True enough, as far as it goes.
But this rhetoric conceals the fact that the wars (both Bush Sr.'s and Jr.'s) are about the economy. They are about enriching corporations at the expense of human rights, human life, the environment, and longterm planning about what kind of country we want this to be.
To divorce issues like war and social justice and the environment from "the economy" serves politicians and the media well. Because it ultimately really serves the status quo, and mainstream politics of whatever stripe is really about status quo-ism. So they pretend that "the economy" means that the subprime mortgage market doesn't tank or that people can afford their prescriptions.
It does mean those things. And those things are vitally important. But until we start seeing these economic issues as related to the economic structures that are poisoning the atmosphere, putting workers in unsafe conditions, starting wars, and shifting the tax burden down the social ladder, we're not going to make much progress.
The economy doesn't start and stop with one's own bank account. Pretending that it does only enables the tacit alliance between government and corporations.
5 Comments:
How much are we spending on the War in Iraq, per month?
How much is the stimulus package Bush is parading about? Like ~$140 Million?

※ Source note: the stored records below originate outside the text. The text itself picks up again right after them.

use std::borrow::Cow;
use std::collections::BTreeMap;
use std::sync::Arc;
use parking_lot::{Mutex, MutexGuard};
use tracing::{debug, error, info, warn};
use crate::core::error::{Error, ErrorKind, Result};
use crate::core::types::NoteKey;
use crate::mmap::mmap_file::MmapFile;
use crate::mvcc::controller::{MVCCController, Snapshot, TxId};
use crate::storage::db::{Db, DB_COUNT};
use crate::storage::file_lock::FileLock;
use crate::storage::layout::StorageLayout;
use crate::storage::sub_store::{Run, SubStore};
use crate::storage::wal::{scan_log, CommitLog};

/// Owned handle over one store directory: the mapped data file, the commit
/// log and the published snapshots.
pub struct Storage {
    pub layout: StorageLayout,
    pub mvcc: MVCCController,
    log: Mutex<CommitLog>,
    _lock: FileLock,
}

impl Storage {
    pub fn open(layout: StorageLayout, mapsize: u64) -> Result<Self> {
        let lock = FileLock::acquire(&layout)?;
        let data_path = layout.data_path();
        let mut log = CommitLog::open(&data_path, mapsize)?;

        let mut data = MmapFile::open_read_only(&data_path)?;
        let scan = scan_log(data.data())?;
        if scan.torn_bytes > 0 {
            warn!(
                path = %data_path.display(),
                torn_bytes = scan.torn_bytes,
                valid_len = scan.valid_len,
                "discarding incomplete commit at end of data file"
            );
            let valid_len = scan.valid_len;
            drop(data);
            log.truncate(valid_len)?;
            data = MmapFile::open_read_only(&data_path)?;
        }

        let mut runs: [Run; DB_COUNT] = Default::default();
        let commit_count = scan.commits.len();
        log.next_txn_id = scan.last_txn_id() + 1;
        for commit in scan.commits {
            for entry in commit.entries {
                runs[entry.db.index()].insert(entry.key, entry.value);
            }
        }
        log.next_note_key = runs[Db::Note.index()]
            .keys()
            .next_back()
            .and_then(|k| <[u8; 8]>::try_from(k.as_slice()).ok())
            .map(|k| u64::from_be_bytes(k) + 1)
            .unwrap_or(1);
        let dbs = runs.map(SubStore::from);

        info!(
            path = %layout.base_dir.display(),
            bytes = log.len,
            commits = commit_count,
            notes = dbs[Db::Note.index()].len(),
            "opened note store"
        );

        let snapshot = Snapshot {
            version: 0,
            dbs,
            data: Arc::new(data),
            timestamp: chrono::Utc::now(),
        };

        Ok(Storage {
            layout,
            mvcc: MVCCController::new(snapshot),
            log: Mutex::new(log),
            _lock: lock,
        })
    }

    pub fn snapshot(&self) -> Arc<Snapshot> {
        self.mvcc.current_snapshot()
    }

    /// Begin the (single) write transaction. Blocks while another writer is
    /// active.
    pub fn begin_write(&self) -> WriteTransaction<'_> {
        let log = self.log.lock();
        let base = self.mvcc.current_snapshot();
        let next_note_key = log.next_note_key;

        WriteTransaction {
            id: TxId(log.next_txn_id),
            storage: self,
            log,
            base,
            pending: Default::default(),
            next_note_key,
        }
    }

    /// Bytes of the data file covered by the latest published snapshot.
    pub fn data_len(&self) -> u64 {
        self.mvcc.current_snapshot().data.len as u64
    }
}

/// Exclusive write transaction. Changes are buffered until `commit`; dropping
/// the transaction discards them.
pub struct WriteTransaction<'a> {
    pub id: TxId,
    storage: &'a Storage,
    log: MutexGuard<'a, CommitLog>,
    base: Arc<Snapshot>,
    pending: [BTreeMap<Vec<u8>, Vec<u8>>; DB_COUNT],
    next_note_key: u64,
}

impl<'a> WriteTransaction<'a> {
    /// Read your own writes first, then the snapshot the writer started from.
    pub fn get(&self, db: Db, key: &[u8]) -> Result<Option<Cow<'_, [u8]>>> {
        if let Some(value) = self.pending[db.index()].get(key) {
            return Ok(Some(Cow::Borrowed(value.as_slice())));
        }
        Ok(self.base.get(db, key)?.map(Cow::Borrowed))
    }

    pub fn contains(&self, db: Db, key: &[u8]) -> bool {
        self.pending[db.index()].contains_key(key) || self.base.db(db).contains_key(key)
    }

    pub fn put(&mut self, db: Db, key: Vec<u8>, value: Vec<u8>) {
        self.pending[db.index()].insert(key, value);
    }

    pub fn allocate_note_key(&mut self) -> NoteKey {
        let key = NoteKey(self.next_note_key);
        self.next_note_key += 1;
        key
    }

    pub fn pending_ops(&self) -> usize {
        self.pending.iter().map(|p| p.len()).sum()
    }

    /// Durably write all buffered changes and publish them as a new snapshot.
    /// Returns the version readers will observe.
    pub fn commit(mut self) -> Result<u64> {
        if self.pending_ops() == 0 {
            return Ok(self.base.version);
        }
        if self.log.poisoned {
            return Err(Error::new(
                ErrorKind::Internal,
                "an earlier commit reached the data file but was never published; reopen the store"
                    .to_string(),
            ));
        }

        let ops = Db::ALL.iter().flat_map(|db| {
            self.pending[db.index()]
                .iter()
                .map(move |(k, v)| (*db, k.as_slice(), v.as_slice()))
        });
        let (header, entries) = self.log.append(ops)?;
        self.log.next_note_key = self.next_note_key;

        // The record is durable from here on. If it cannot be published the
        // snapshot no longer matches the log, so later commits are refused.
        let data = match MmapFile::open_read_only(&self.log.path) {
            Ok(data) => Arc::new(data),
            Err(e) => {
                self.log.poisoned = true;
                error!(txn = header.txn_id, error = %e, "failed to map committed data");
                return Err(e);
            }
        };

        let mut runs: [Run; DB_COUNT] = Default::default();
        for entry in entries {
            runs[entry.db.index()].insert(entry.key, entry.value);
        }
        let mut dbs = self.base.dbs.clone();
        for (db, run) in dbs.iter_mut().zip(runs) {
            *db = db.with_run(run);
        }

        let snapshot = self.storage.mvcc.publish(dbs, data);
        debug!(
            txn = header.txn_id,
            ops = header.op_count,
            version = snapshot.version,
            bytes = self.log.len,
            "committed write transaction"
        );

        Ok(snapshot.version)
    }

    pub fn abort(self) {
        debug!(txn = self.id.0, ops = self.pending_ops(), "aborted write transaction");
    }
}

#[cfg(test)]
mod tests {
    use super::*;
    use crate::core::error::ErrorKind;

    fn open(dir: &std::path::Path, mapsize: u64) -> Storage {
        Storage::open(StorageLayout::new(dir).unwrap(), mapsize).unwrap()
    }

    #[test]
    fn committed_writes_survive_reopen() {
        let dir = tempfile::tempdir().unwrap();
        {
            let storage = open(dir.path(), 1 << 20);
            let mut txn = storage.begin_write();
            txn.put(Db::Meta, b"answer".to_vec(), b"42".to_vec());
            assert_eq!(txn.commit().unwrap(), 1);
        }

        let storage = open(dir.path(), 1 << 20);
        let snapshot = storage.snapshot();
        assert_eq!(snapshot.get(Db::Meta, b"answer").unwrap(), Some(&b"42"[..]));
    }

    #[test]
    fn readers_keep_their_snapshot() {
        let dir = tempfile::tempdir().unwrap();
        let storage = open(dir.path(), 1 << 20);

        let before = storage.snapshot();
        let mut txn = storage.begin_write();
        txn.put(Db::Meta, b"k".to_vec(), b"v".to_vec());
        assert_eq!(txn.get(Db::Meta, b"k").unwrap().as_deref(), Some(&b"v"[..]));
        assert!(before.get(Db::Meta, b"k").unwrap().is_none());
        txn.commit().unwrap();

        assert!(before.get(Db::Meta, b"k").unwrap().is_none());
        assert!(storage.snapshot().get(Db::Meta, b"k").unwrap().is_some());
    }

    #[test]
    fn dropped_transaction_writes_nothing() {
        let dir = tempfile::tempdir().unwrap();
        let storage = open(dir.path(), 1 << 20);
        let len = storage.data_len();

        let mut txn = storage.begin_write();
        txn.put(Db::Meta, b"k".to_vec(), b"v".to_vec());
        txn.abort();

        assert_eq!(storage.data_len(), len);
        assert!(storage.snapshot().get(Db::Meta, b"k").unwrap().is_none());
    }

    #[test]
    fn commit_past_mapsize_is_rejected() {
        let dir = tempfile::tempdir().unwrap();
        let storage = open(dir.path(), 256);

        let mut txn = storage.begin_write();
        txn.put(Db::Meta, b"big".to_vec(), vec![0u8; 1024]);
        let err = txn.commit().unwrap_err();
        assert_eq!(err.kind, ErrorKind::MapFull);
        assert_eq!(storage.snapshot().version, 0);
    }

    #[test]
    fn second_open_is_locked() {
        let dir = tempfile::tempdir().unwrap();
        let _first = open(dir.path(), 1 << 20);
        let err = Storage::open(StorageLayout::new(dir.path()).unwrap(), 1 << 20)
            .err()
            .unwrap();
        assert_eq!(err.kind, ErrorKind::Locked);
    }

    #[test]
    fn note_keys_continue_after_reopen() {
        let dir = tempfile::tempdir().unwrap();
        {
            let storage = open(dir.path(), 1 << 20);
            let mut txn = storage.begin_write();
            let key = txn.allocate_note_key();
            assert_eq!(key, NoteKey(1));
            txn.put(Db::Note, key.to_be_bytes().to_vec(), b"n".to_vec());
            txn.commit().unwrap();
        }
        let storage = open(dir.path(), 1 << 20);
        let mut txn = storage.begin_write();
        assert_eq!(txn.allocate_note_key(), NoteKey(2));
    }

    #[test]
    fn data_len_does_not_wait_for_the_writer() {
        let dir = tempfile::tempdir().unwrap();
        let storage = open(dir.path(), 1 << 20);

        let mut txn = storage.begin_write();
        txn.put(Db::Meta, b"k".to_vec(), b"v".to_vec());
        let before = storage.data_len();
        txn.commit().unwrap();
        assert!(storage.data_len() > before);
    }

    #[test]
    fn torn_tail_is_dropped_and_writes_continue() {
        let dir = tempfile::tempdir().unwrap();
        let intact_len = {
            let storage = open(dir.path(), 1 << 20);
            let mut txn = storage.begin_write();
            txn.put(Db::Meta, b"first".to_vec(), b"1".to_vec());
            txn.commit().unwrap();
            storage.data_len()
        };

        let data_path = StorageLayout::new(dir.path()).unwrap().data_path();
        let mut file = std::fs::OpenOptions::new().append(true).open(&data_path).unwrap();
        std::io::Write::write_all(&mut file, &[0xab; 10]).unwrap();
        drop(file);

        {
            let storage = open(dir.path(), 1 << 20);
            assert_eq!(storage.data_len(), intact_len);
            assert_eq!(std::fs::metadata(&data_path).unwrap().len(), intact_len);

            let mut txn = storage.begin_write();
            txn.put(Db::Meta, b"second".to_vec(), b"2".to_vec());
            txn.commit().unwrap();
        }

        let storage = open(dir.path(), 1 << 20);
        let snapshot = storage.snapshot();
        assert_eq!(snapshot.get(Db::Meta, b"first").unwrap(), Some(&b"1"[..]));
        assert_eq!(snapshot.get(Db::Meta, b"second").unwrap(), Some(&b"2"[..]));
    }

    #[test]
    fn unpublished_commit_keeps_its_note_keys() {
        let dir = tempfile::tempdir().unwrap();
        let storage = open(dir.path(), 1 << 20);

        let mut txn = storage.begin_write();
        let first = txn.allocate_note_key();
        txn.put(Db::Note, first.to_be_bytes().to_vec(), b"a".to_vec());
        txn.commit().unwrap();

        // The log keeps its descriptor, so the append lands but remapping fails
        std::fs::remove_file(StorageLayout::new(dir.path()).unwrap().data_path()).unwrap();
        let mut txn = storage.begin_write();
        let second = txn.allocate_note_key();
        txn.put(Db::Note, second.to_be_bytes().to_vec(), b"b".to_vec());
        assert!(txn.commit().is_err());
        assert_eq!(storage.snapshot().version, 1);

        let mut txn = storage.begin_write();
        assert_eq!(txn.allocate_note_key(), NoteKey(3));
        txn.put(Db::Meta, b"k".to_vec(), b"v".to_vec());
        assert_eq!(txn.commit().unwrap_err().kind, ErrorKind::Internal);
    }

    #[test]
    fn small_commits_keep_run_count_low() {
        let dir = tempfile::tempdir().unwrap();
        let storage = open(dir.path(), 1 << 24);

        let mut txn = storage.begin_write();
        for i in 0..1000u64 {
            let key = txn.allocate_note_key();
            txn.put(Db::Note, key.to_be_bytes().to_vec(), i.to_le_bytes().to_vec());
        }
        txn.commit().unwrap();

        for _ in 0..200 {
            let mut txn = storage.begin_write();
            let key = txn.allocate_note_key();
            txn.put(Db::Note, key.to_be_bytes().to_vec(), b"n".to_vec());
            txn.commit().unwrap();
        }

        let snapshot = storage.snapshot();
        assert_eq!(snapshot.len(Db::Note), 1200);
        assert!(snapshot.db(Db::Note).run_count() <= 12);
        let newest = snapshot.db(Db::Note).keys().next_back().unwrap();
        assert_eq!(newest.as_slice(), NoteKey(1200).to_be_bytes().as_slice());
    }
}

I think most people seem to forget that the Iraq war was never really budgeted. They dont have to report the amounts they spend against the federal budget, but just appropriate in and then scream bloody murder when people DARE to think 'Hey, maybe we could use this $100 billion for, oh I dont know, something else?' Or better yet, "why not make this part of the budget and stand by it so EVERYBODY knows how much we're spending on this war and not on tax relief, infrastructure, dulling the mortgage crisis, fixing health care, or defending our planet from hostile alien invasion..."
War is definitely part of "The Economy".
You, good sir, dark master of the forgotten home-erotic Mexican rituals of doom, have earned yourself the sage nod and slow clap.
(nod)
(slow clap)
Benticore
Out
By Benticore, at 11:08 AM
oh! and Respek Knuckles...
can't forget those
http://www.infonexus.com/respek-knuckles.gif
Much RESPEK!
Benticore
Out
By Benticore, at 11:13 AM
A slow clap and a dap? That's all I need in life.
Great point about the war not even being budgeted for (talk about your voodoo economics...). And with all the money we've spent, how much freaking national security could we have purchased? If we'd spent that on medicine, schools, infrastructure, hospitals in the middle east, I think people would be a whole helluva lot less inclined to blow us up than if we go over there and shoot at them and torture them. Hell, for what we're spending we'd get a better result just dropping cash out of airplanes.
By Anonymous, at 12:54 PM
I've noticed an increase in stolen property on http://www.stolen-property.com/ showing people are getting pretty desperate.
The "advantage" the U.S. has is that it has the most powerful military in the world so when geopolitical positioning, economics or diplomacy doesn't go its way it can do as it pleases in order to enforce its economic will with a fist.
Money is an invention. Death is forever.